»»
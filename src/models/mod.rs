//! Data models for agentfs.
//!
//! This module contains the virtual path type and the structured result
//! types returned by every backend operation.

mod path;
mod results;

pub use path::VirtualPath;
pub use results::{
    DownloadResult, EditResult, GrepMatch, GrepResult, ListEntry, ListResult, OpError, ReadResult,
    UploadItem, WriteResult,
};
««
[What to produce]: Working through the records above, copy each one exactly.

[Final answer]:
filename src/models/mod.rs
//! Data models for agentfs.
//!
//! This module contains the virtual path type and the structured result
//! types returned by every backend operation.

mod path;
mod results;

pub use path::VirtualPath;
pub use results::{
    DownloadResult, EditResult, GrepMatch, GrepResult, ListEntry, ListResult, OpError, ReadResult,
    UploadItem, WriteResult,
};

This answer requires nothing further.